Am I missing out by having kids so young?

An armful of boys -- see the constructive things I spend my days doing?!
An armful of boys — see the constructive things I spend my days doing?! Just kidding. I know I’m doing valuable work.

There are countless benefits to having kids young that I’m well aware of. Though I didn’t plan it this way, I’m now very glad that my pregnancies, births, and early child-raising years are all taking place in my early- and mid-twenties. Judging by how tired I get on a daily basis, I can’t imagine attempting it in my forties, so kudos to the brave women who do.
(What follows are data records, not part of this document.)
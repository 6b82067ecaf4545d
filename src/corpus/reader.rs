// CSV data source for training and testing exports.
//
// Exports are headerless, rows vary in width, and text fields are not
// guaranteed to be valid UTF-8. Undecodable bytes are dropped rather than
// replaced, so a mangled author name fails the ASCII check instead of
// silently turning into a different name.

use std::fs;
use std::path::{Path, PathBuf};

use anyhow::{Context, Result};
use csv::{ByteRecord, ReaderBuilder};
use tracing::{debug, warn};

use super::record::{RawRecord, SUBMISSION_TAG};

pub const TRAINING_FILE: &str = "training_data.csv";
pub const TESTING_FILE: &str = "testing_data.csv";

/// Submission records read from one file.
#[derive(Debug, Default)]
pub struct RecordBatch {
    pub records: Vec<RawRecord>,
    /// Rows tagged as submissions that were too short to parse.
    pub malformed: usize,
    /// Rows read from the file, submissions or not.
    pub rows_read: usize,
}

fn decode_field(bytes: &[u8]) -> String {
    match std::str::from_utf8(bytes) {
        Ok(s) => s.to_string(),
        Err(_) => String::from_utf8_lossy(bytes).replace('\u{FFFD}', ""),
    }
}

fn decode_row(row: &ByteRecord) -> Vec<String> {
    row.iter().map(decode_field).collect()
}

/// Read submission records from a CSV file.
///
/// `max_rows` caps how many rows are read (every row counts, submission or
/// not). Rows whose first field is not the submission tag are skipped.
pub fn read_records(path: &Path, max_rows: Option<usize>) -> Result<RecordBatch> {
    let mut reader = ReaderBuilder::new()
        .has_headers(false)
        .flexible(true)
        .from_path(path)
        .with_context(|| format!("Failed to open {}", path.display()))?;

    let mut batch = RecordBatch::default();
    let mut row = ByteRecord::new();

    loop {
        if max_rows.is_some_and(|max| batch.rows_read >= max) {
            break;
        }
        let more = reader
            .read_byte_record(&mut row)
            .with_context(|| format!("Failed to read row {} of {}", batch.rows_read, path.display()))?;
        if !more {
            break;
        }
        batch.rows_read += 1;

        let fields = decode_row(&row);
        if fields.first().map(String::as_str) != Some(SUBMISSION_TAG) {
            continue;
        }
        match RawRecord::from_fields(&fields) {
            Ok(record) => batch.records.push(record),
            Err(e) => {
                warn!(row = batch.rows_read - 1, error = %e, "Skipping malformed submission row");
                batch.malformed += 1;
            }
        }
    }

    debug!(
        path = %path.display(),
        rows = batch.rows_read,
        records = batch.records.len(),
        "Read submission records"
    );
    Ok(batch)
}

/// A project directory holding a training and a testing export.
#[derive(Debug, Clone, PartialEq)]
pub struct Project {
    pub name: String,
    pub training: PathBuf,
    pub testing: PathBuf,
}

/// Find every directory under `archive` (at any depth) that holds both
/// exports. Results are sorted by path.
pub fn discover_projects(archive: &Path) -> Result<Vec<Project>> {
    if !archive.is_dir() {
        anyhow::bail!("Archive directory {} does not exist", archive.display());
    }

    let mut projects = Vec::new();
    let mut pending = vec![archive.to_path_buf()];

    while let Some(dir) = pending.pop() {
        let entries =
            fs::read_dir(&dir).with_context(|| format!("Failed to list {}", dir.display()))?;
        for entry in entries {
            let path = entry?.path();
            if !path.is_dir() {
                continue;
            }
            let training = path.join(TRAINING_FILE);
            let testing = path.join(TESTING_FILE);
            if training.is_file() && testing.is_file() {
                let name = path
                    .strip_prefix(archive)
                    .unwrap_or(&path)
                    .display()
                    .to_string();
                projects.push(Project {
                    name,
                    training,
                    testing,
                });
            }
            pending.push(path);
        }
    }

    projects.sort_by(|a, b| a.training.cmp(&b.training));
    Ok(projects)
}
// Corpus ingestion: raw rows in, typed submissions out.

pub mod reader;
pub mod record;
use std::time::Duration;

use serde::{Deserialize, Serialize};

#[derive(Debug, Clone, Copy, PartialEq, Eq, Serialize, Deserialize)]
#[serde(rename_all = "snake_case")]
pub enum ConnectionStatus {
    Idle,
    Connecting,
    Connected,
    Disconnected,
}

/// How a dropped insights stream is re-established.
#[derive(Debug, Clone, PartialEq)]
pub struct ReconnectPolicy {
    pub enabled: bool,
    pub initial_delay: Duration,
    pub max_delay: Duration,
    /// Consecutive failed attempts before giving up.
    pub max_attempts: u32,
}

impl Default for ReconnectPolicy {
    fn default() -> Self {
        Self {
            enabled: true,
            initial_delay: Duration::from_secs(1),
            max_delay: Duration::from_secs(30),
            max_attempts: 5,
        }
    }
}

impl ReconnectPolicy {
    /// Close on the first error and stay disconnected.
    pub fn disabled() -> Self {
        Self {
            enabled: false,
            ..Self::default()
        }
    }

    /// Delay before reconnect attempt `attempt` (1-based).
    pub fn delay_for(&self, attempt: u32) -> Duration {
        let shift = attempt.saturating_sub(1).min(16);
        self.initial_delay
            .saturating_mul(1u32 << shift)
            .min(self.max_delay)
    }
}

/// Tracks consecutive connection failures for one subscription.
pub struct ConnectionSupervisor {
    policy: ReconnectPolicy,
    attempts: u32,
    retry_floor: Option<Duration>,
}

impl ConnectionSupervisor {
    pub fn new(policy: ReconnectPolicy) -> Self {
        Self {
            policy,
            attempts: 0,
            retry_floor: None,
        }
    }

    pub fn attempts(&self) -> u32 {
        self.attempts
    }

    /// The server's `retry` field; reconnects never wait less than this.
    pub fn set_retry_floor(&mut self, floor: Duration) {
        self.retry_floor = Some(floor);
    }

    pub fn record_open(&mut self) {
        self.attempts = 0;
    }

    /// Record a failed connect or a dropped stream. Returns the delay before
    /// the next attempt, or `None` when the subscription should give up.
    pub fn record_failure(&mut self) -> Option<Duration> {
        if !self.policy.enabled || self.attempts >= self.policy.max_attempts {
            return None;
        }
        self.attempts += 1;
        let delay = self.policy.delay_for(self.attempts);
        Some(match self.retry_floor {
            Some(floor) => delay.max(floor),
            None => delay,
        })
    }
}
use serde::Serialize;

use crate::types::CampaignInsights;

#[derive(Debug, Clone, Copy, PartialEq, Eq, Serialize)]
#[serde(rename_all = "snake_case")]
pub enum InsightSource {
    Live,
    Snapshot,
}

/// The insights value a view should render and where it came from.
#[derive(Debug, Clone, Copy, PartialEq)]
pub struct EffectiveInsights<'a> {
    pub insights: &'a CampaignInsights,
    pub source: InsightSource,
}

impl EffectiveInsights<'_> {
    pub fn is_live(&self) -> bool {
        self.source == InsightSource::Live
    }
}

/// Prefer the live value; fall back to the snapshot; `None` means loading.
pub fn effective_insights<'a>(
    live: Option<&'a CampaignInsights>,
    snapshot: Option<&'a CampaignInsights>,
) -> Option<EffectiveInsights<'a>> {
    match (live, snapshot) {
        (Some(insights), _) => Some(EffectiveInsights {
            insights,
            source: InsightSource::Live,
        }),
        (None, Some(insights)) => Some(EffectiveInsights {
            insights,
            source: InsightSource::Snapshot,
        }),
        (None, None) => None,
    }
}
Where having kids early doesn’t help, however, is when it comes to developing one’s career. Even though I’m doing important work at home — ensuring that the next generation is raised to be intelligent, conscientious, and compassionate — I can’t help but feel like I’ve missed the boat on something bigger. I hear of my friends continuing on in their post-graduate studies, or finishing up law school, or attending medical school, or transferring overseas for jobs in exotic locations. These friends are in what I think of as “acquisition mode,” acquiring important letters after their names and big dollar amounts in their bank accounts. They’re gaining, growing, expanding, conquering, exploring. Meanwhile, I’m in “giving mode,” where my daily crowning achievement (besides a blog post) might be a loaf of homemade bread or some cookies, which are quickly inhaled by ever-ravenous little boys. I exist in the present, focusing on each day. It’s difficult to think of grander schemes beyond the next load of laundry and the menu plan.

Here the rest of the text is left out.